■ **Task prompt**
Please set down the whole listing again, precisely.

(Beginning of Exercise inputs)

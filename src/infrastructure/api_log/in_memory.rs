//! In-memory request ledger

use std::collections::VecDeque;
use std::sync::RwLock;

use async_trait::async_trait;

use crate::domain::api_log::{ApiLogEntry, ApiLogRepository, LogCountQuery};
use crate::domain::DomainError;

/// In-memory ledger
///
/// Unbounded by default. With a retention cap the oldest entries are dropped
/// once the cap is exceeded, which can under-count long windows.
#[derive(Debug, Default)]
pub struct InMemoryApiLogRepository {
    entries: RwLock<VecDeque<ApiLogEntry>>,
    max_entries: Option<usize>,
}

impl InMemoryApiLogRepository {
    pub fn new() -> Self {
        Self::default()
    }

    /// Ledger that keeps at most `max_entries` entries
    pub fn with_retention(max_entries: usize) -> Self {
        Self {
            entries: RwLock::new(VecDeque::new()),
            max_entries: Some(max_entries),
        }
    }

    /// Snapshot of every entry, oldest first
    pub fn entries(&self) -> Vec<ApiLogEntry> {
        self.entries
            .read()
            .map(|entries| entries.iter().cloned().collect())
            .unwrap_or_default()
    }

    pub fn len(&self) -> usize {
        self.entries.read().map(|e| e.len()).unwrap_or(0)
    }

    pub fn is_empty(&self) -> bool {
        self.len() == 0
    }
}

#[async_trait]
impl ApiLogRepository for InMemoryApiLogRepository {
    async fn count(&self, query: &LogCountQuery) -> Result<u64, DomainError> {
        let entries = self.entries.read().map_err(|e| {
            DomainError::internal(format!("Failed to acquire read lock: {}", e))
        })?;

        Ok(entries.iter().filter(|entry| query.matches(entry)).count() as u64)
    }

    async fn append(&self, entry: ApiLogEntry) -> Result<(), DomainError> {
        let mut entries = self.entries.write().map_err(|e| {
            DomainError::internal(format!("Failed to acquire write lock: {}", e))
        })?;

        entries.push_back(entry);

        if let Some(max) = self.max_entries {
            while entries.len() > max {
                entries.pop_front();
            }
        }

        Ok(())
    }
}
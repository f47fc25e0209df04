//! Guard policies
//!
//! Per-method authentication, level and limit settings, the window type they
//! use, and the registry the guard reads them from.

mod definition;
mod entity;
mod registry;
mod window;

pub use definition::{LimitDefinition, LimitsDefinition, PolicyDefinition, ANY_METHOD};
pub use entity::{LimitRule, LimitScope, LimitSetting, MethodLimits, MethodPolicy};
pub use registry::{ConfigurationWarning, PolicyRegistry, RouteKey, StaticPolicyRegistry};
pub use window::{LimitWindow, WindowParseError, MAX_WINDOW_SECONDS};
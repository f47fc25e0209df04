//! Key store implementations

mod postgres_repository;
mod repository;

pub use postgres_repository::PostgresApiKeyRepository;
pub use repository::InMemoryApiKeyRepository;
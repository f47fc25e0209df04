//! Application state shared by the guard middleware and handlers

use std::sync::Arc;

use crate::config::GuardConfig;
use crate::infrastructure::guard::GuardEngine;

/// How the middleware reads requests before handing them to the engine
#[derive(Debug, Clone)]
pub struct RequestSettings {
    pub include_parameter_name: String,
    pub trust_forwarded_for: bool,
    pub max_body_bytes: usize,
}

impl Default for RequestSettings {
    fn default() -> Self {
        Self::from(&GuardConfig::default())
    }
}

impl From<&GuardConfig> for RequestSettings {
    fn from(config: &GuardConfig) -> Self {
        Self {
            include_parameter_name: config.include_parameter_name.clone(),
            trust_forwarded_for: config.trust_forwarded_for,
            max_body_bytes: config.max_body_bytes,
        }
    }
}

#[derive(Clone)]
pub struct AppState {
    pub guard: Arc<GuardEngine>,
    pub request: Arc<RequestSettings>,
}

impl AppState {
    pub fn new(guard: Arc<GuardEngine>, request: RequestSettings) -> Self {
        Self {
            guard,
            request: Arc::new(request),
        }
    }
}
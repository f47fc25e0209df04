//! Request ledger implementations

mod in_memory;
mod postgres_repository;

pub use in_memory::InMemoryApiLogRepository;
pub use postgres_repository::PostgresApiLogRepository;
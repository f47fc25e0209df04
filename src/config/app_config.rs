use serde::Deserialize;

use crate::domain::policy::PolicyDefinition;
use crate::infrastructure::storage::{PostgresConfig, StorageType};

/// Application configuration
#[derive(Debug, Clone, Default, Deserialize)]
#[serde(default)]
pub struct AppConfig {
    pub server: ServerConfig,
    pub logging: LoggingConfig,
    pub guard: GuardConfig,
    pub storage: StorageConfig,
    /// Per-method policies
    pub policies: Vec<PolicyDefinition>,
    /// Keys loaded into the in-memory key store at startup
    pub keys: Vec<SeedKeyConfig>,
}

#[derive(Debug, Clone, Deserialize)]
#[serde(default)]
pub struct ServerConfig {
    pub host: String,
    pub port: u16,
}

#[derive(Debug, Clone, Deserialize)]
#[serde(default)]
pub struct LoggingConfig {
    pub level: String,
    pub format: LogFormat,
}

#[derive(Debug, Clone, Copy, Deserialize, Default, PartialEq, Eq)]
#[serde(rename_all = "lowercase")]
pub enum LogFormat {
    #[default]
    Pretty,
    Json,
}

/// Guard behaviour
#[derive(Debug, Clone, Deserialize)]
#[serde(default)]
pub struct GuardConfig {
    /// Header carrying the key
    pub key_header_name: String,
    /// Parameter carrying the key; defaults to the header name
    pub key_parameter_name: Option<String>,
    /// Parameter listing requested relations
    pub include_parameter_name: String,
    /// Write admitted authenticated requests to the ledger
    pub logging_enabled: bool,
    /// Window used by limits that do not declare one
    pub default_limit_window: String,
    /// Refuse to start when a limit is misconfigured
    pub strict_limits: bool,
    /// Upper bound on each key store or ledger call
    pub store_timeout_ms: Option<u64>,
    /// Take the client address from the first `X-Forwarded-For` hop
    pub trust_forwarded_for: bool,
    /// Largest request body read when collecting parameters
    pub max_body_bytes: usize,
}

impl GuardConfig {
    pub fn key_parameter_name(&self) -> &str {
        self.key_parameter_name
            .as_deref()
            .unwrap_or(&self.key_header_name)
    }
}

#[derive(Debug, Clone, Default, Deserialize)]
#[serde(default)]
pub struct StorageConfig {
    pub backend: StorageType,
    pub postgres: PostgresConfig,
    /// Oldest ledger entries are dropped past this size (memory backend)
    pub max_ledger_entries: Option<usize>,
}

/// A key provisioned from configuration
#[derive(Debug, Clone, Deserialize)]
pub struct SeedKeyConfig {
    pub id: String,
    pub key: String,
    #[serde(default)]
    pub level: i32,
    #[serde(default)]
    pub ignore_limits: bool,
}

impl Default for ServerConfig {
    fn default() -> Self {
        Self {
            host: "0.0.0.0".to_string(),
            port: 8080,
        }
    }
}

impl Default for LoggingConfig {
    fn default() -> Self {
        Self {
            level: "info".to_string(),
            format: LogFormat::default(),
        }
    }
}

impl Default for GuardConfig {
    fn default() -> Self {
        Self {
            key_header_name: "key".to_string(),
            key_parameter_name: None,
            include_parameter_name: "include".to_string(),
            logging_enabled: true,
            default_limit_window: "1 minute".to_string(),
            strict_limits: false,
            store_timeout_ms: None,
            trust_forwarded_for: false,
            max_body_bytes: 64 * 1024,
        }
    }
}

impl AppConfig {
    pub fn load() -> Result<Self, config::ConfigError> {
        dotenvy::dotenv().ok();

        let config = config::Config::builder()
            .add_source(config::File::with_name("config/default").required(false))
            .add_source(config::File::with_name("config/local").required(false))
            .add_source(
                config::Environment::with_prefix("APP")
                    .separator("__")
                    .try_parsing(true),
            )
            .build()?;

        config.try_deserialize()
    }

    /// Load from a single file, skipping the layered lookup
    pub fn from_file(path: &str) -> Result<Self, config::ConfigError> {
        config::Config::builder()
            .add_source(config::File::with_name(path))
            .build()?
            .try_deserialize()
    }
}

(End of Exercise inputs)

■ **Written solution**
filename src/infrastructure/api_log/in_memory.rs
//! In-memory request ledger

use std::collections::VecDeque;
use std::sync::RwLock;

use async_trait::async_trait;

use crate::domain::api_log::{ApiLogEntry, ApiLogRepository, LogCountQuery};
use crate::domain::DomainError;

/// In-memory ledger
///
/// Unbounded by default. With a retention cap the oldest entries are dropped
/// once the cap is exceeded, which can under-count long windows.
#[derive(Debug, Default)]
pub struct InMemoryApiLogRepository {
    entries: RwLock<VecDeque<ApiLogEntry>>,
    max_entries: Option<usize>,
}

impl InMemoryApiLogRepository {
    pub fn new() -> Self {
        Self::default()
    }

    /// Ledger that keeps at most `max_entries` entries
    pub fn with_retention(max_entries: usize) -> Self {
        Self {
            entries: RwLock::new(VecDeque::new()),
            max_entries: Some(max_entries),
        }
    }

    /// Snapshot of every entry, oldest first
    pub fn entries(&self) -> Vec<ApiLogEntry> {
        self.entries
            .read()
            .map(|entries| entries.iter().cloned().collect())
            .unwrap_or_default()
    }

    pub fn len(&self) -> usize {
        self.entries.read().map(|e| e.len()).unwrap_or(0)
    }

    pub fn is_empty(&self) -> bool {
        self.len() == 0
    }
}

#[async_trait]
impl ApiLogRepository for InMemoryApiLogRepository {
    async fn count(&self, query: &LogCountQuery) -> Result<u64, DomainError> {
        let entries = self.entries.read().map_err(|e| {
            DomainError::internal(format!("Failed to acquire read lock: {}", e))
        })?;

        Ok(entries.iter().filter(|entry| query.matches(entry)).count() as u64)
    }

    async fn append(&self, entry: ApiLogEntry) -> Result<(), DomainError> {
        let mut entries = self.entries.write().map_err(|e| {
            DomainError::internal(format!("Failed to acquire write lock: {}", e))
        })?;

        entries.push_back(entry);

        if let Some(max) = self.max_entries {
            while entries.len() > max {
                entries.pop_front();
            }
        }

        Ok(())
    }
}
repository f47fc25e0209df04
//! Guard policies
//!
//! Per-method authentication, level and limit settings, the window type they
//! use, and the registry the guard reads them from.

mod definition;
mod entity;
mod registry;
mod window;

pub use definition::{LimitDefinition, LimitsDefinition, PolicyDefinition, ANY_METHOD};
pub use entity::{LimitRule, LimitScope, LimitSetting, MethodLimits, MethodPolicy};
pub use registry::{ConfigurationWarning, PolicyRegistry, RouteKey, StaticPolicyRegistry};
pub use window::{LimitWindow, WindowParseError, MAX_WINDOW_SECONDS};
repository f47fc25e0209df04
//! Key store implementations

mod postgres_repository;
mod repository;

pub use postgres_repository::PostgresApiKeyRepository;
pub use repository::InMemoryApiKeyRepository;
repository f47fc25e0209df04
//! Application state shared by the guard middleware and handlers

use std::sync::Arc;

use crate::config::GuardConfig;
use crate::infrastructure::guard::GuardEngine;

/// How the middleware reads requests before handing them to the engine
#[derive(Debug, Clone)]
pub struct RequestSettings {
    pub include_parameter_name: String,
    pub trust_forwarded_for: bool,
    pub max_body_bytes: usize,
}

impl Default for RequestSettings {
    fn default() -> Self {
        Self::from(&GuardConfig::default())
    }
}

impl From<&GuardConfig> for RequestSettings {
    fn from(config: &GuardConfig) -> Self {
        Self {
            include_parameter_name: config.include_parameter_name.clone(),
            trust_forwarded_for: config.trust_forwarded_for,
            max_body_bytes: config.max_body_bytes,
        }
    }
}

#[derive(Clone)]
pub struct AppState {
    pub guard: Arc<GuardEngine>,
    pub request: Arc<RequestSettings>,
}

impl AppState {
    pub fn new(guard: Arc<GuardEngine>, request: RequestSettings) -> Self {
        Self {
            guard,
            request: Arc::new(request),
        }
    }
}
repository f47fc25e0209df04
//! Request ledger implementations

mod in_memory;
mod postgres_repository;

pub use in_memory::InMemoryApiLogRepository;
pub use postgres_repository::PostgresApiLogRepository;
repository f47fc25e0209df04
filename src/config/app_config.rs
use serde::Deserialize;

use crate::domain::policy::PolicyDefinition;
use crate::infrastructure::storage::{PostgresConfig, StorageType};

/// Application configuration
#[derive(Debug, Clone, Default, Deserialize)]
#[serde(default)]
pub struct AppConfig {
    pub server: ServerConfig,
    pub logging: LoggingConfig,
    pub guard: GuardConfig,
    pub storage: StorageConfig,
    /// Per-method policies
    pub policies: Vec<PolicyDefinition>,
    /// Keys loaded into the in-memory key store at startup
    pub keys: Vec<SeedKeyConfig>,
}

#[derive(Debug, Clone, Deserialize)]
#[serde(default)]
pub struct ServerConfig {
    pub host: String,
    pub port: u16,
}

#[derive(Debug, Clone, Deserialize)]
#[serde(default)]
pub struct LoggingConfig {
    pub level: String,
    pub format: LogFormat,
}

#[derive(Debug, Clone, Copy, Deserialize, Default, PartialEq, Eq)]
#[serde(rename_all = "lowercase")]
pub enum LogFormat {
    #[default]
    Pretty,
    Json,
}

/// Guard behaviour
#[derive(Debug, Clone, Deserialize)]
#[serde(default)]
pub struct GuardConfig {
    /// Header carrying the key
    pub key_header_name: String,
    /// Parameter carrying the key; defaults to the header name
    pub key_parameter_name: Option<String>,
    /// Parameter listing requested relations
    pub include_parameter_name: String,
    /// Write admitted authenticated requests to the ledger
    pub logging_enabled: bool,
    /// Window used by limits that do not declare one
    pub default_limit_window: String,
    /// Refuse to start when a limit is misconfigured
    pub strict_limits: bool,
    /// Upper bound on each key store or ledger call
    pub store_timeout_ms: Option<u64>,
    /// Take the client address from the first `X-Forwarded-For` hop
    pub trust_forwarded_for: bool,
    /// Largest request body read when collecting parameters
    pub max_body_bytes: usize,
}

impl GuardConfig {
    pub fn key_parameter_name(&self) -> &str {
        self.key_parameter_name
            .as_deref()
            .unwrap_or(&self.key_header_name)
    }
}

#[derive(Debug, Clone, Default, Deserialize)]
#[serde(default)]
pub struct StorageConfig {
    pub backend: StorageType,
    pub postgres: PostgresConfig,
    /// Oldest ledger entries are dropped past this size (memory backend)
    pub max_ledger_entries: Option<usize>,
}

/// A key provisioned from configuration
#[derive(Debug, Clone, Deserialize)]
pub struct SeedKeyConfig {
    pub id: String,
    pub key: String,
    #[serde(default)]
    pub level: i32,
    #[serde(default)]
    pub ignore_limits: bool,
}

impl Default for ServerConfig {
    fn default() -> Self {
        Self {
            host: "0.0.0.0".to_string(),
            port: 8080,
        }
    }
}

impl Default for LoggingConfig {
    fn default() -> Self {
        Self {
            level: "info".to_string(),
            format: LogFormat::default(),
        }
    }
}

impl Default for GuardConfig {
    fn default() -> Self {
        Self {
            key_header_name: "key".to_string(),
            key_parameter_name: None,
            include_parameter_name: "include".to_string(),
            logging_enabled: true,
            default_limit_window: "1 minute".to_string(),
            strict_limits: false,
            store_timeout_ms: None,
            trust_forwarded_for: false,
            max_body_bytes: 64 * 1024,
        }
    }
}

impl AppConfig {
    pub fn load() -> Result<Self, config::ConfigError> {
        dotenvy::dotenv().ok();

        let config = config::Config::builder()
            .add_source(config::File::with_name("config/default").required(false))
            .add_source(config::File::with_name("config/local").required(false))
            .add_source(
                config::Environment::with_prefix("APP")
                    .separator("__")
                    .try_parsing(true),
            )
            .build()?;

        config.try_deserialize()
    }

    /// Load from a single file, skipping the layered lookup
    pub fn from_file(path: &str) -> Result<Self, config::ConfigError> {
        config::Config::builder()
            .add_source(config::File::with_name(path))
            .build()?
            .try_deserialize()
    }
}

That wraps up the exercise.